### PROBLEM DETAILS
Show each line from the records below in which the word "shell" occurs.

##### AVAILABLE RECORDS #####

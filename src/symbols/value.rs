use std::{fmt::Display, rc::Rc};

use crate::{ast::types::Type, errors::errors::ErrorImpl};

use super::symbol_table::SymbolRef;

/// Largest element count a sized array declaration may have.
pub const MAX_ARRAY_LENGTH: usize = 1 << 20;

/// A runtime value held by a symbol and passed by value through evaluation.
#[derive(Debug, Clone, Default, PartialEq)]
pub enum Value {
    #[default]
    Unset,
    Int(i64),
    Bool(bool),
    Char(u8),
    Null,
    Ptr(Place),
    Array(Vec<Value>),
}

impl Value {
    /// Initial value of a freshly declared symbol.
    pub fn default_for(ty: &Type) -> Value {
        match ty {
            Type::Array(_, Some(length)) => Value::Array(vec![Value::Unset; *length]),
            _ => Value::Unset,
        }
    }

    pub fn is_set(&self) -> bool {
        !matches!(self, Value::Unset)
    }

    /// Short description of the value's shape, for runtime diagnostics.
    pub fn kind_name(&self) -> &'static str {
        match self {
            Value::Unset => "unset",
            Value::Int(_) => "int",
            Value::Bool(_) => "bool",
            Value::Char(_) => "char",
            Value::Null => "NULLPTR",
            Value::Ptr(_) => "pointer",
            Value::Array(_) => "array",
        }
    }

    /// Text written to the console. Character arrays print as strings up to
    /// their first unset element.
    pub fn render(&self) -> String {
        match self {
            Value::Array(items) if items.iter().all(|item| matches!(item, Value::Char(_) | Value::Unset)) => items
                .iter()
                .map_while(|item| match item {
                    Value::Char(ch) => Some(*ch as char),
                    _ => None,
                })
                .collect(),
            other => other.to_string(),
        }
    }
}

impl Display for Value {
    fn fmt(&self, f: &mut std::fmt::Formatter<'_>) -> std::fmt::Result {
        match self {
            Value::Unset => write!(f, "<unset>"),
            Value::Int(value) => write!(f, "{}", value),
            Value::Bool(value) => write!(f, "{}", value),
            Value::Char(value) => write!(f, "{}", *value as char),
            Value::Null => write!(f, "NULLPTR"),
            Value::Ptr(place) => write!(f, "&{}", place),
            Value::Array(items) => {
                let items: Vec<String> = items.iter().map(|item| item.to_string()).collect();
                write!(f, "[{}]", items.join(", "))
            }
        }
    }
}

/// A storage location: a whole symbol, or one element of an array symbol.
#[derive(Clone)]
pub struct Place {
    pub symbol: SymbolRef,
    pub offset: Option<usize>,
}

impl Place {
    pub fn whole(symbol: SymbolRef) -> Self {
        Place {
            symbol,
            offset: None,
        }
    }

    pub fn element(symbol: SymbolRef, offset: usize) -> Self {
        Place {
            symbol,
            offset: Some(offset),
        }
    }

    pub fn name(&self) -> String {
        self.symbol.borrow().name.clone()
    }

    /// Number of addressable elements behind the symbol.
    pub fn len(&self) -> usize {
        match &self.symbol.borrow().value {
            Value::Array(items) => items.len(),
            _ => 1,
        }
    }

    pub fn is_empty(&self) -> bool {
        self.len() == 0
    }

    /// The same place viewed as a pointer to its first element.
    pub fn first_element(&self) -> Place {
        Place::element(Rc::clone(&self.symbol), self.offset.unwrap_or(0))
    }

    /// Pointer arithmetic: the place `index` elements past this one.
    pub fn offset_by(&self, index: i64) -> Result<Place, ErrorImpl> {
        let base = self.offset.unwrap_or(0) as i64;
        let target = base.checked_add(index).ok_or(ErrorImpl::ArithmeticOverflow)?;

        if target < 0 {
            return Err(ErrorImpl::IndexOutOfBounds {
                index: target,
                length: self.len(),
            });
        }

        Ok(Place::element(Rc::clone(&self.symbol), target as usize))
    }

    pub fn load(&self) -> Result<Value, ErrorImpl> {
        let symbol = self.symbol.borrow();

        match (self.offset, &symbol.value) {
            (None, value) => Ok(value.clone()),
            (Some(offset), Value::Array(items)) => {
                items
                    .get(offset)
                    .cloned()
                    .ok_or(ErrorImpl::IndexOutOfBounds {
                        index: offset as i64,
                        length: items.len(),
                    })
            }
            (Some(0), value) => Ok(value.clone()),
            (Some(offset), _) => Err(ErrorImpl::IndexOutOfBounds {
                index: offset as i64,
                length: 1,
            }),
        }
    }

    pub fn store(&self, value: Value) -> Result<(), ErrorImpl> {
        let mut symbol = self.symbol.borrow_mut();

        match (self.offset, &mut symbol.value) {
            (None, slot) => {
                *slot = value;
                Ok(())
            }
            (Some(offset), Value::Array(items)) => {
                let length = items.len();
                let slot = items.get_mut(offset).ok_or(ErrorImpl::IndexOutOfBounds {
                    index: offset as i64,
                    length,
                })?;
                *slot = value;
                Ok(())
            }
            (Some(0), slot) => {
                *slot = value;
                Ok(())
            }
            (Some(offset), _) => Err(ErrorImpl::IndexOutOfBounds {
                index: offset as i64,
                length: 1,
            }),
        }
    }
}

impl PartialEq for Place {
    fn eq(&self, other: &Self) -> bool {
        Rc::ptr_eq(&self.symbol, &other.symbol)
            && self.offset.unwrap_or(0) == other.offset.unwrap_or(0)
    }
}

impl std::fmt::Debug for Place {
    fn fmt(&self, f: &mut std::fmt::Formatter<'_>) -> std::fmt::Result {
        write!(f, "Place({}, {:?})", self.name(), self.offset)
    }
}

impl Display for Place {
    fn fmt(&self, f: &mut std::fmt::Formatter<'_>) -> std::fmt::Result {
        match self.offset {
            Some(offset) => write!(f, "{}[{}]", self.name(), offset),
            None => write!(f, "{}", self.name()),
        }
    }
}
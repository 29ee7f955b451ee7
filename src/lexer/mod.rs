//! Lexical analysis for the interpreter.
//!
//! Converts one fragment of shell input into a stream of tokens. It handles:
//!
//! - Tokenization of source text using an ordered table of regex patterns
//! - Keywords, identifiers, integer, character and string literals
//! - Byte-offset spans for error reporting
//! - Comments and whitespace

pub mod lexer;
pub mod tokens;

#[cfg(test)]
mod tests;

#####
##### AVAILABLE RECORDS #####

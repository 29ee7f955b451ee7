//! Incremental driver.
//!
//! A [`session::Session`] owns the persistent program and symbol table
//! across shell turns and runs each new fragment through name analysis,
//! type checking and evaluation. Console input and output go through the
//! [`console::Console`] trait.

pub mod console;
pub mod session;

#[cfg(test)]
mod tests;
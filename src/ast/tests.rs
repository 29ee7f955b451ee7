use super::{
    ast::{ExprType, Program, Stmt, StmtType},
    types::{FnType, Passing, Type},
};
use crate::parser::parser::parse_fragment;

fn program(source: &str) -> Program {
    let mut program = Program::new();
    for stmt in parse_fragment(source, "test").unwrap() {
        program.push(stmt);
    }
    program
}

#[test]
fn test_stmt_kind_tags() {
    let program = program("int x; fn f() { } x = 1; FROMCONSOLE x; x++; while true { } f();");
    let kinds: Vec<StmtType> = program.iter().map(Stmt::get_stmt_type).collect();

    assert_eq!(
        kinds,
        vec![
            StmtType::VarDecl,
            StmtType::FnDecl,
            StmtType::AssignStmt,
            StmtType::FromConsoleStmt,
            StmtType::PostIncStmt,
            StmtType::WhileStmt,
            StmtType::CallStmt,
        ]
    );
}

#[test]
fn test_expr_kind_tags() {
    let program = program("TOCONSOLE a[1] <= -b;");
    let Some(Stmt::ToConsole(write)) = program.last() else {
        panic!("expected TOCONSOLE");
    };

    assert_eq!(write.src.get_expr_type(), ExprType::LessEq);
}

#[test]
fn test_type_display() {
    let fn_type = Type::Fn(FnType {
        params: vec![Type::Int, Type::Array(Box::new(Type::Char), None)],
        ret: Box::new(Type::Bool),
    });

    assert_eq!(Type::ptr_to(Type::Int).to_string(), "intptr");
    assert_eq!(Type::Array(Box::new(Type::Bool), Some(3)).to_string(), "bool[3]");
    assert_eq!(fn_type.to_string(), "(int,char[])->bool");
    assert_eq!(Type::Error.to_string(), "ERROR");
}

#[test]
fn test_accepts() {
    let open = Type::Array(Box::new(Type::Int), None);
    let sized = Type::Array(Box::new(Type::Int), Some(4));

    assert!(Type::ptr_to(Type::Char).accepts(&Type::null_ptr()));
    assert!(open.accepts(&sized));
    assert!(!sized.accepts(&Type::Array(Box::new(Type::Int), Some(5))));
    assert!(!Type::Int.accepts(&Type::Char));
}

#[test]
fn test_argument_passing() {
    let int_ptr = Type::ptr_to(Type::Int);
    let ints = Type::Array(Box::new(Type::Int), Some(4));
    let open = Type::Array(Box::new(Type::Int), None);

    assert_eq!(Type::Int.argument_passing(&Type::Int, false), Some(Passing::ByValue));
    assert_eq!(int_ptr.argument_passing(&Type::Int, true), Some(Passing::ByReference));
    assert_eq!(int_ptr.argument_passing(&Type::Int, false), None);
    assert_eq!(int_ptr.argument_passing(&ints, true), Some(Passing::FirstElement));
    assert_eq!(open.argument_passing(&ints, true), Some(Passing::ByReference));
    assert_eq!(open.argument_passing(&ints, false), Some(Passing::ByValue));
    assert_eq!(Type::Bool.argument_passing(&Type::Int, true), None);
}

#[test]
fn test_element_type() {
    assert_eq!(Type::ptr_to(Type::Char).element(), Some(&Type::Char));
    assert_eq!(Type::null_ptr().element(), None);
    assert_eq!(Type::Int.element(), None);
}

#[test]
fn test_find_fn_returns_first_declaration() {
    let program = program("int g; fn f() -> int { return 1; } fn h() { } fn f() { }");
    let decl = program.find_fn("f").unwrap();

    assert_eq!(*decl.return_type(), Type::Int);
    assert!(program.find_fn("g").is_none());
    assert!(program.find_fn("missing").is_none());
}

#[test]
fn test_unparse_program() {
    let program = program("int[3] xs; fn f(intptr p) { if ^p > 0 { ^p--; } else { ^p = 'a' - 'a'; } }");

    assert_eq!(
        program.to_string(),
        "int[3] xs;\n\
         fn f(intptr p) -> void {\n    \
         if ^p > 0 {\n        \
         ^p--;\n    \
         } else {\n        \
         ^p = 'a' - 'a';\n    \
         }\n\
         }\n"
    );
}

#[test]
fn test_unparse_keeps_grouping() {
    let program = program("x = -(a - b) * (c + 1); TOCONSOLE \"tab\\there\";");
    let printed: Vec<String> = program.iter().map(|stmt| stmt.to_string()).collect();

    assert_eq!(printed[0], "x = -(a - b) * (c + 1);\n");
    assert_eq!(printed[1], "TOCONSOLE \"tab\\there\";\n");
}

#####

### RESULT OF THE TASK
//! Converts one fragment of shell input into a stream of tokens. It handles:
//! across shell turns and runs each new fragment through name analysis,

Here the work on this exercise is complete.